■ **YOUR INSTRUCTIONS**
Extract all lines that hold "payload" from the records below.

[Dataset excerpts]
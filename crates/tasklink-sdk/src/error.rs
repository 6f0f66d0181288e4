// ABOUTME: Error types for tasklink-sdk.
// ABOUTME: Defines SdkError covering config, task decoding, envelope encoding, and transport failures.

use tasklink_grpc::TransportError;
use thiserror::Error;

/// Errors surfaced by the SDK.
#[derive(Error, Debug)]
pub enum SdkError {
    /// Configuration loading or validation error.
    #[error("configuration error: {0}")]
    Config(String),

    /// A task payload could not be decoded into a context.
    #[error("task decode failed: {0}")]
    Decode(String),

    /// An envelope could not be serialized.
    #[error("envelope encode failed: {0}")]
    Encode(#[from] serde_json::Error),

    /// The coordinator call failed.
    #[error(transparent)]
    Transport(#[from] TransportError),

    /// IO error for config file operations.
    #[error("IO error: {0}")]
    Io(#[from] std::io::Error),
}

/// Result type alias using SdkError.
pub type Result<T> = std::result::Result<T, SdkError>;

==

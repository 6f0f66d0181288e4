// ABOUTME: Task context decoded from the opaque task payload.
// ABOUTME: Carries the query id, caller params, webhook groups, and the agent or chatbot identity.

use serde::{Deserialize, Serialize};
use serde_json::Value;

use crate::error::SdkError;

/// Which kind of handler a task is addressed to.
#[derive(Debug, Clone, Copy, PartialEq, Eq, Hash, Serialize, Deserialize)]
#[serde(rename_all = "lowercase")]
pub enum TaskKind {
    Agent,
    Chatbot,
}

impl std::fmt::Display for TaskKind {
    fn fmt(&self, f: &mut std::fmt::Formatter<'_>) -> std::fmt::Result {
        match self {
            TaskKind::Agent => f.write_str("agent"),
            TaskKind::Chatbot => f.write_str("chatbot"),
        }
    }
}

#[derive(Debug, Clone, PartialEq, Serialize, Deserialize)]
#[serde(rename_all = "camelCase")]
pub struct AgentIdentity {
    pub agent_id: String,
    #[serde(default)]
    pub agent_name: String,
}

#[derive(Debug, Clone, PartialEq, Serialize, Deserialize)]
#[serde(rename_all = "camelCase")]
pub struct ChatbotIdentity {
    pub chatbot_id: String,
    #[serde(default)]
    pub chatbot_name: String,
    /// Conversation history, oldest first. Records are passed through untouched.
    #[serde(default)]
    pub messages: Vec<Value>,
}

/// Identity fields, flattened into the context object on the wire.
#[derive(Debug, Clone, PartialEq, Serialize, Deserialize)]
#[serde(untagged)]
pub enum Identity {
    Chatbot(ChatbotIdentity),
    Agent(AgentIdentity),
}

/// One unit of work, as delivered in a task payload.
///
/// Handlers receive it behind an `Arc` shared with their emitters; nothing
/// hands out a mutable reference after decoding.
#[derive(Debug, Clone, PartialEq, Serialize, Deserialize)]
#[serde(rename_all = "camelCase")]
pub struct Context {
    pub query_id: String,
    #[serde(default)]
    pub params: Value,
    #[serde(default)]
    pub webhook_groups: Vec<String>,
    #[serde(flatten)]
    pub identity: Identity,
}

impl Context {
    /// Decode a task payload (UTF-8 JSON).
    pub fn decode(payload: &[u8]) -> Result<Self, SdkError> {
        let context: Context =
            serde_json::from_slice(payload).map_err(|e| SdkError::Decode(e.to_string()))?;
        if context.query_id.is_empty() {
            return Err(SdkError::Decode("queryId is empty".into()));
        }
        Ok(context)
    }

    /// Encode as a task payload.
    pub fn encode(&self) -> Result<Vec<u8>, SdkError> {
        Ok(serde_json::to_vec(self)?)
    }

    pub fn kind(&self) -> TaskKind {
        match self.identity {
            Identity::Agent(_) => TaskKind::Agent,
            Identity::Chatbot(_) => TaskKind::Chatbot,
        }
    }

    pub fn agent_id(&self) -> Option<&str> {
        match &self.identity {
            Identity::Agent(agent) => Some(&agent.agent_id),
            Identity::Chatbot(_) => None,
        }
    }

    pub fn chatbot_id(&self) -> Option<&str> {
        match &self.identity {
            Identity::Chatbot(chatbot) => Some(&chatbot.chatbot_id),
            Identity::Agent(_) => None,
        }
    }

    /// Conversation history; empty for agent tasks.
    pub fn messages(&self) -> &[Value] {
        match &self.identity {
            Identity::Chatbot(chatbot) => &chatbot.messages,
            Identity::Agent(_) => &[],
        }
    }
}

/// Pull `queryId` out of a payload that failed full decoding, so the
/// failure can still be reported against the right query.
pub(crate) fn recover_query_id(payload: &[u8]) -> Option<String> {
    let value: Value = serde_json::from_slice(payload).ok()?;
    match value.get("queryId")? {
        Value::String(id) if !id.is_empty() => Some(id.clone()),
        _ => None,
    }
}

---

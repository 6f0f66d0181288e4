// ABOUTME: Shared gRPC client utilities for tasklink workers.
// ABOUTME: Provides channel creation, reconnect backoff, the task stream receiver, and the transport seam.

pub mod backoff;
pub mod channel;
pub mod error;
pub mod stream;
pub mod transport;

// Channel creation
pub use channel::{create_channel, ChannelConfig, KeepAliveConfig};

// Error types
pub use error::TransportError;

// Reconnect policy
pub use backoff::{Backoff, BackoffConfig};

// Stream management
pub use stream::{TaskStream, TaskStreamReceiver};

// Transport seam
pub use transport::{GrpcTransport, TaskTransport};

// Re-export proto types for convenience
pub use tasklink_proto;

■ **TASK RESULT**
    /// A task payload could not be decoded into a context.
// ABOUTME: Task context decoded from the opaque task payload.
/// One unit of work, as delivered in a task payload.
    /// Decode a task payload (UTF-8 JSON).
    pub fn decode(payload: &[u8]) -> Result<Self, SdkError> {
            serde_json::from_slice(payload).map_err(|e| SdkError::Decode(e.to_string()))?;
    /// Encode as a task payload.
/// Pull `queryId` out of a payload that failed full decoding, so the
pub(crate) fn recover_query_id(payload: &[u8]) -> Option<String> {
    let value: Value = serde_json::from_slice(payload).ok()?;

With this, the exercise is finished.